Quantifying Amide-Aromatic Interactions at Molecular and Atomic Levels: Experimentally-determined Enthalpic and Entropic Contributions to Interactions of Amide sp(2)O, N, C and sp(3)C Unified Atoms with Naphthalene sp(2)C Atoms in Water

In addition to amide hydrogen bonds and the hydrophobic effect, interactions involving π-bonded sp(2) atoms of amides, aromatics and other groups occur in protein self-assembly processes including folding, oligomerization and condensate formation. These interactions also occur in aqueous solutions of amide and aromatic compounds, where they can be quantified. Previous analysis of thermodynamic coefficients quantifying net-favorable interactions of amide compounds with other amides and aromatics revealed that interactions of amide sp(2)O with amide sp(2)N unified atoms (presumably C=O···H-N hydrogen bonds) and amide/aromatic sp(2)C (lone pair-π, n-π*) are particularly favorable. Sp(3)C-sp(3)C (hydrophobic), sp(3)C-sp(2)C (hydrophobic, CH-π), sp(2)C-sp(2)C (hydrophobic, π-π) and sp(3)C-sp(2)N interactions are favorable, sp(2)C-sp(2)N interactions are neutral, while sp(2)O-sp(2)O and sp(2)N-sp(2)N self-interactions and sp(2)O-sp(3)C interactions are unfavorable. Here, from determinations of favorable effects of fourteen amides on naphthalene solubility at 10, 25 and 45 °C, we dissect amide-aromatic interaction free energies into enthalpic and entropic contributions and find these vary systematically with amide composition. Analysis of these results yields enthalpic and entropic contributions to intrinsic strengths of interactions of amide sp(2)O, sp(2)N, sp(2)C and sp(3)C unified atoms with aromatic sp(2)C atoms. For each interaction, enthalpic and entropic contributions have the same sign and are much larger in magnitude than the interaction free energy itself.
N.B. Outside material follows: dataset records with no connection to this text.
//! ApprovalRepo — persistent approval requests.
//!
//! The approval gate reads through this repo; lazy expiration is applied
//! to every record leaving the store so a pending request past its
//! deadline is always observed as expired.

use std::collections::HashMap;
use std::path::{Path, PathBuf};

use chrono::Utc;
use tokio::sync::RwLock;
use uuid::Uuid;

use nexus_domain::approval::{ApprovalRequest, ApprovalStatus};
use nexus_domain::error::{Error, Result};

use crate::persist;

pub struct ApprovalRepo {
    inner: RwLock<HashMap<Uuid, ApprovalRequest>>,
    persist_path: PathBuf,
}

impl ApprovalRepo {
    pub fn new(state_dir: &Path) -> Self {
        let persist_path = state_dir.join("approvals.json");
        let items: Vec<ApprovalRequest> = persist::load_items(&persist_path);
        let mut map = HashMap::new();
        for a in items {
            map.insert(a.id, a);
        }
        Self {
            inner: RwLock::new(map),
            persist_path,
        }
    }

    async fn persist(&self) {
        let items: Vec<ApprovalRequest> = self.inner.read().await.values().cloned().collect();
        persist::save_items(&self.persist_path, &items).await;
    }

    fn with_lazy_expiry(mut request: ApprovalRequest) -> ApprovalRequest {
        request.status = request.effective_status(Utc::now());
        request
    }

    pub async fn insert(&self, request: ApprovalRequest) -> ApprovalRequest {
        self.inner.write().await.insert(request.id, request.clone());
        self.persist().await;
        request
    }

    pub async fn get(&self, id: Uuid) -> Result<ApprovalRequest> {
        self.inner
            .read()
            .await
            .get(&id)
            .cloned()
            .map(Self::with_lazy_expiry)
            .ok_or_else(|| Error::NotFound(format!("approval {id}")))
    }

    /// Transition pending → approved|denied. Expired or already-resolved
    /// requests are rejected.
    pub async fn resolve(
        &self,
        id: Uuid,
        approve: bool,
        resolved_by: String,
        note: Option<String>,
    ) -> Result<ApprovalRequest> {
        let resolved = {
            let mut map = self.inner.write().await;
            let request = map
                .get_mut(&id)
                .ok_or_else(|| Error::NotFound(format!("approval {id}")))?;

            match request.effective_status(Utc::now()) {
                ApprovalStatus::Pending => {}
                ApprovalStatus::Expired => {
                    request.status = ApprovalStatus::Expired;
                    return Err(Error::ApprovalExpired(id.to_string()));
                }
                other => {
                    return Err(Error::Validation(format!(
                        "approval {id} already resolved ({other:?})"
                    )));
                }
            }

            request.status = if approve {
                ApprovalStatus::Approved
            } else {
                ApprovalStatus::Denied
            };
            request.resolved_at = Some(Utc::now());
            request.resolved_by = Some(resolved_by);
            request.resolution_note = note;
            request.clone()
        };
        self.persist().await;
        Ok(resolved)
    }

    pub async fn list_pending(&self, project_id: &str) -> Vec<ApprovalRequest> {
        let now = Utc::now();
        let mut items: Vec<ApprovalRequest> = self
            .inner
            .read()
            .await
            .values()
            .filter(|a| a.project_id == project_id)
            .filter(|a| a.effective_status(now) == ApprovalStatus::Pending)
            .cloned()
            .collect();
        items.sort_by(|a, b| a.requested_at.cmp(&b.requested_at));
        items
    }
}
The amide sp(2)O-aromatic sp(2)C interaction is enthalpy-driven and entropically unfavorable, consistent with direct chemical interaction (e.g. lone pair-π) while amide sp(3)C- and sp(2)C-aromatic sp(2)C interactions are entropy-driven and enthalpically unfavorable, consistent with hydrophobic effects. These findings are relevant for interactions involving π-bonded sp(2) atoms in protein processes.